18 Par conséquent, il y a lieu de répondre à la première question que l' article 11 A, paragraphe 1, sous a), de la sixième directive, doit être interprété en ce sens que, au cas où, dans le cadre d' une opération de vente, le prix de la marchandise est payé par l' acheteur au moyen d' une carte de crédit et versé au fournisseur par l' émetteur de la carte, après retenue d' un pourcentage comme commission rémunérant une prestation de service de ce dernier au fournisseur de la marchandise, cette retenue doit être comprise dans la base d' imposition de la taxe que le fournisseur assujetti doit verser au fisc.
Sur la seconde question
19 Par la seconde question la juridiction nationale demande en substance une interprétation de l' article 11 A, paragraphe 3, sous c), de la sixième directive, qui lui serait utile dans l' hypothèse où le pourcentage retenu par l' émetteur de la carte constituerait au sens de cette disposition des frais exposés par l' émetteur au nom ou pour le compte du fournisseur.
20 Il y a lieu de relever à cet égard que l' hypothèse sur laquelle est fondée cette question est contredite par les constatations de la juridiction nationale sur la base desquelles cette dernière a posé la première question.
21 Dans ces conditions, il n' y a pas lieu de répondre à la seconde question.
Sur les dépens
22 Les frais exposés par le gouvernement belge, le gouvernement britannique et la Commission des Communautés européennes, qui ont soumis des observations à la Cour, ne peuvent faire l' objet d' un remboursement.

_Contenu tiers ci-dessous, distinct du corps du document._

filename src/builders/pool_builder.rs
//! Builders to construct a task scheduler from configuration.

use crate::config::SchedulerConfig;
use crate::core::{PoolError, ResourceFactory, TaskScheduler};

/// Build a scheduler from an already parsed configuration.
///
/// # Errors
///
/// Returns `PoolError::InvalidConfig` for an invalid configuration, and any
/// error [`TaskScheduler::new`] reports.
pub fn build_scheduler<R, T, F>(
    cfg: &SchedulerConfig,
    factory: &F,
) -> Result<TaskScheduler<R, T>, PoolError>
where
    R: Send + 'static,
    T: Send + 'static,
    F: ResourceFactory<R> + ?Sized,
{
    cfg.validate()
        .map_err(|e| PoolError::InvalidConfig(format!("config invalid: {e}")))?;
    tracing::debug!(max_workers = cfg.resolved_max_workers(), "building scheduler from config");
    TaskScheduler::new(cfg.clone(), factory)
}

/// Parse a JSON configuration and build a scheduler from it.
///
/// # Errors
///
/// Returns `PoolError::InvalidConfig` if the JSON does not parse or validate.
pub fn build_scheduler_from_json<R, T, F>(
    json: &str,
    factory: &F,
) -> Result<TaskScheduler<R, T>, PoolError>
where
    R: Send + 'static,
    T: Send + 'static,
    F: ResourceFactory<R> + ?Sized,
{
    let cfg = SchedulerConfig::from_json_str(json).map_err(PoolError::InvalidConfig)?;
    build_scheduler(&cfg, factory)
}

/// Read configuration from the environment (and `.env`) and build a scheduler.
///
/// # Errors
///
/// Returns `PoolError::InvalidConfig` if a variable is malformed.
pub fn build_scheduler_from_env<R, T, F>(factory: &F) -> Result<TaskScheduler<R, T>, PoolError>
where
    R: Send + 'static,
    T: Send + 'static,
    F: ResourceFactory<R> + ?Sized,
{
    let cfg = SchedulerConfig::from_env().map_err(PoolError::InvalidConfig)?;
    build_scheduler(&cfg, factory)
}
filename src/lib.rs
//! # Prometheus Lease Pool
//!
//! A bounded worker pool that runs many short-lived tasks over a small, fixed
//! set of expensive, exclusive-use resources (browser instances, GPU contexts,
//! device handles, ...).
//!
//! ## Core Problem Solved
//!
//! Some resources are costly to create and cannot be shared:
//!
//! - **Expensive Provisioning**: each resource is a process or device session, so
//!   the pool is sized once at startup and never grows
//! - **Exclusive Use**: two tasks must never drive the same resource at once
//! - **Failure Isolation**: a task that errors or panics must not cost the pool a
//!   resource or a worker
//!
//! ## Key Features
//!
//! - **Typed Leases**: [`core::ResourcePool::acquire`] returns a [`core::Lease`];
//!   release is checked and a dropped lease returns home automatically
//! - **Two Admission Gates**: worker slots and resource availability, both
//!   blocking on condition variables (no spinning)
//! - **Completion-Ordered Results**: drain one report or everything at once
//! - **Barrier**: [`core::TaskScheduler::wait_all`] waits for everything
//!   submitted before it
//!
//! ## Example
//!
//! ```rust,ignore
//! use prometheus_lease_pool::config::SchedulerConfig;
//! use prometheus_lease_pool::core::{AppResult, Lease, TaskScheduler};
//!
//! fn launch(index: usize) -> AppResult<Browser> {
//!     Browser::launch(index)
//! }
//!
//! fn get_title(browser: Lease<Browser>, url: String) -> (Lease<Browser>, AppResult<String>) {
//!     let title = browser.open(&url).map(|page| page.title());
//!     (browser, title)
//! }
//!
//! let scheduler = TaskScheduler::new(SchedulerConfig::new().with_max_workers(2), &launch)?;
//! for url in urls {
//!     scheduler.submit(get_title, url)?;
//! }
//! scheduler.wait_all();
//! for report in scheduler.take_all_results() {
//!     println!("{}: {:?}", report.task_id, report.outcome);
//! }
//! scheduler.shutdown();
//! ```
//!
//! For complete examples, see:
//! - `tests/scheduler_test.rs` - Scheduling scenarios and invariants
//! - `demos/page_titles.rs` - Page-title scraping over a mock browser pool

#![deny(missing_docs)]
#![deny(unsafe_code)]
#![warn(clippy::all)]
#![warn(clippy::pedantic)]
#![warn(clippy::nursery)]

/// Core resource pool, scheduler and result store.
pub mod core;
/// Configuration models for the scheduler.
pub mod config;
/// Builders to construct schedulers from configuration.
pub mod builders;
/// Shared utilities.
pub mod util;
//! Scrape page titles with a small pool of (mock) browser sessions.
//!
//! Run with:
//! ```sh
//! RUST_LOG=info cargo run --example page_titles
//! ```
//!
//! Each browser takes a moment to "launch", pages take a random time to load,
//! and roughly one page in ten never renders its title, so the output shows
//! successes and failures side by side.

use std::thread;
use std::time::Duration;

use anyhow::{bail, Context};
use prometheus_lease_pool::config::SchedulerConfig;
use prometheus_lease_pool::core::{AppResult, Lease, TaskReport, TaskScheduler};
use prometheus_lease_pool::util::init_tracing;
use rand::Rng;
use tracing::info;

/// A stand-in for a remote-controlled browser.
struct Browser {
    session: usize,
    current_url: Option<String>,
}

impl Browser {
    fn launch(session: usize) -> AppResult<Self> {
        info!(session, "launching browser");
        thread::sleep(Duration::from_millis(50));
        Ok(Self {
            session,
            current_url: None,
        })
    }

    fn open(&mut self, url: &str) -> AppResult<()> {
        let load_ms = rand::rng().random_range(20..120);
        thread::sleep(Duration::from_millis(load_ms));
        if rand::rng().random_ratio(1, 10) {
            bail!("title element never became visible");
        }
        self.current_url = Some(url.to_string());
        Ok(())
    }

    fn title(&self) -> Option<String> {
        let url = self.current_url.as_deref()?;
        let query = url.rsplit_once("search_query=").map_or(url, |(_, q)| q);
        Some(format!("{} - YouTube", query.replace('+', " ")))
    }
}

/// Task body: load `url` and read the document title.
fn get_title(mut browser: Lease<Browser>, url: String) -> (Lease<Browser>, AppResult<String>) {
    info!(session = browser.session, %url, "running get_title");
    let title = browser
        .open(&url)
        .and_then(|()| browser.title().context("page has no title"))
        .with_context(|| format!("loading {url}"));
    (browser, title)
}

fn print_reports(reports: &[TaskReport<String>]) {
    for report in reports {
        match &report.outcome {
            Ok(title) => println!("  [{}] {title}", report.task_id),
            Err(failure) => println!("  [{}] FAILED: {failure}", report.task_id),
        }
    }
}

fn main() -> anyhow::Result<()> {
    init_tracing();

    let scheduler: TaskScheduler<Browser, String> =
        TaskScheduler::new(SchedulerConfig::new(), &Browser::launch)
            .context("failed to start browser pool")?;

    let first = [
        "https://youtube.com/results?search_query=tonight+show",
        "https://youtube.com/results?search_query=hello+world",
    ];
    for url in first {
        scheduler.submit(get_title, url.to_string())?;
    }

    let summary = scheduler.wait_all();
    println!("First batch ({} tasks finished):", summary.completed.len());
    print_reports(&scheduler.drain_results());

    let base = "https://youtube.com/results?search_query=rwby+episode+";
    for episode in 0..23 {
        scheduler.submit(get_title, format!("{base}{episode}"))?;
    }

    let summary = scheduler.wait_all();
    println!();
    println!("Second batch ({} tasks finished):", summary.completed.len());
    print_reports(&scheduler.drain_results());

    let stats = scheduler.stats();
    println!();
    println!(
        "Done: {} succeeded, {} failed on {} browsers",
        stats.completed_tasks, stats.failed_tasks, stats.worker_count
    );

    scheduler.shutdown();
    Ok(())
}
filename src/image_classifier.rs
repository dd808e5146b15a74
pub mod classifier;
pub mod image_loader;
pub mod labels;
pub mod preprocess;
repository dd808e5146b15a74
pub mod impl_console;
pub mod interface;
use crate::error::{ClassifierError, Result};
use image::{DynamicImage, ImageError};
use std::path::Path;

pub fn load_image(path: &Path) -> Result<DynamicImage> {
    image::open(path).map_err(|error| match error {
        ImageError::IoError(source) => ClassifierError::from_io(path, source),
        source => ClassifierError::ImageDecode {
            path: path.to_path_buf(),
            source,
        },
    })
}
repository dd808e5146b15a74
use crate::library::logger::interface::Logger;
use chrono::Utc;
use std::io::Write;
use std::sync::Arc;

#[derive(Debug, Clone)]
pub struct LoggerConsole {
    namespace: Option<String>,
    timezone: chrono::FixedOffset,
}

impl LoggerConsole {
    pub fn new(timezone: chrono::FixedOffset) -> Self {
        Self {
            namespace: None,
            timezone,
        }
    }

    fn format_line(&self, message: &str) -> String {
        let local_time = Utc::now().with_timezone(&self.timezone);
        let formatted = local_time.format("%Y-%m-%d %I:%M:%S%.3f %p");
        match &self.namespace {
            Some(namespace) => format!("[{}] {}: {}", formatted, namespace, message),
            None => format!("[{}] {}", formatted, message),
        }
    }
}

impl Logger for LoggerConsole {
    fn info(&self, message: &str) -> Result<(), Box<dyn std::error::Error + Send + Sync>> {
        writeln!(std::io::stdout().lock(), "{}", self.format_line(message))?;
        Ok(())
    }

    fn error(&self, message: &str) -> Result<(), Box<dyn std::error::Error + Send + Sync>> {
        writeln!(std::io::stderr().lock(), "{}", self.format_line(message))?;
        Ok(())
    }

    fn with_namespace(&self, namespace: &str) -> Arc<dyn Logger + Send + Sync> {
        let new_namespace = match &self.namespace {
            Some(current) => format!("{}:{}", current, namespace),
            None => namespace.to_string(),
        };

        Arc::new(LoggerConsole {
            namespace: Some(new_namespace),
            timezone: self.timezone,
        })
    }
}
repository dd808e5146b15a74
use std::sync::Arc;

pub trait Logger: Send + Sync {
    fn info(&self, message: &str) -> Result<(), Box<dyn std::error::Error + Send + Sync>>;
    fn error(&self, message: &str) -> Result<(), Box<dyn std::error::Error + Send + Sync>>;
    fn with_namespace(&self, namespace: &str) -> Arc<dyn Logger + Send + Sync>;
}
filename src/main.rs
use cli::Args;
use clap::Parser;
use config::Config;
use image_classifier::classifier::ImageClassifier;
use image_classifier::image_loader::load_image;
use library::logger::{impl_console::LoggerConsole, interface::Logger};
use std::process::ExitCode;
use std::sync::Arc;

mod cli;
mod config;
mod error;
mod image_classifier;
mod inference_engine;
mod library;

fn main() -> ExitCode {
    let args = Args::parse();

    let config = Config::default();

    let logger: Arc<dyn Logger + Send + Sync> = Arc::new(LoggerConsole::new(config.logger_timezone));

    match run(&config, args, logger.clone()) {
        Ok(()) => ExitCode::SUCCESS,
        Err(e) => {
            let _ = logger.error(&e.to_string());
            ExitCode::FAILURE
        }
    }
}

fn run(
    config: &Config,
    args: Args,
    logger: Arc<dyn Logger + Send + Sync>,
) -> Result<(), Box<dyn std::error::Error + Send + Sync>> {
    logger.info("Initializing image classifier...")?;
    let image_classifier = ImageClassifier::new(config, logger.clone())?;
    logger.info("image classifier initialized.")?;

    let image_path = match args.image {
        Some(path) => path,
        None => {
            logger.info(&format!(
                "No image file argument supplied, using default {}",
                config.default_image_path.display()
            ))?;
            config.default_image_path.clone()
        }
    };

    logger.info(&format!("Loading image from file: {} ...", image_path.display()))?;
    let image = load_image(&image_path)?;
    logger.info("Image loaded successfully.")?;

    logger.info("Invoking inference...")?;
    let classification = image_classifier.predict(&image)?;
    println!("Inference result: {}", classification);

    logger.info("Terminating...")?;

    Ok(())
}
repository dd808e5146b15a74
use clap::Parser;
use std::path::PathBuf;

#[derive(Debug, Parser)]
#[command(version, about = "Classifies an image with a pretrained ResNet-18 model")]
pub struct Args {
    /// Image to classify. Falls back to the configured default image when omitted.
    pub image: Option<PathBuf>,
}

La procédure revêtant, à l' égard des parties au principal, le caractère d' un incident soulevé devant la juridiction nationale, il appartient à celle-ci de statuer sur les dépens.
Par ces motifs,
LA COUR (sixième chambre),
statuant sur la question à elle soumise par le tribunal de première instance de Bruxelles, par jugement du 10 janvier 1992, dit pour droit:
L' article 11 A, paragraphe 1, sous a), de la sixième directive, doit être interprété en ce sens que, au cas où, dans le cadre d' une opération de vente, le prix de la marchandise est payé par l' acheteur au moyen d' une carte de crédit et versé au fournisseur par l' émetteur de la carte, après retenue d' un pourcentage comme commission rémunérant une prestation de service de ce dernier au fournisseur de la marchandise, cette retenue doit être comprise dans la base d' imposition de la taxe que le fournisseur assujetti doit verser au fisc.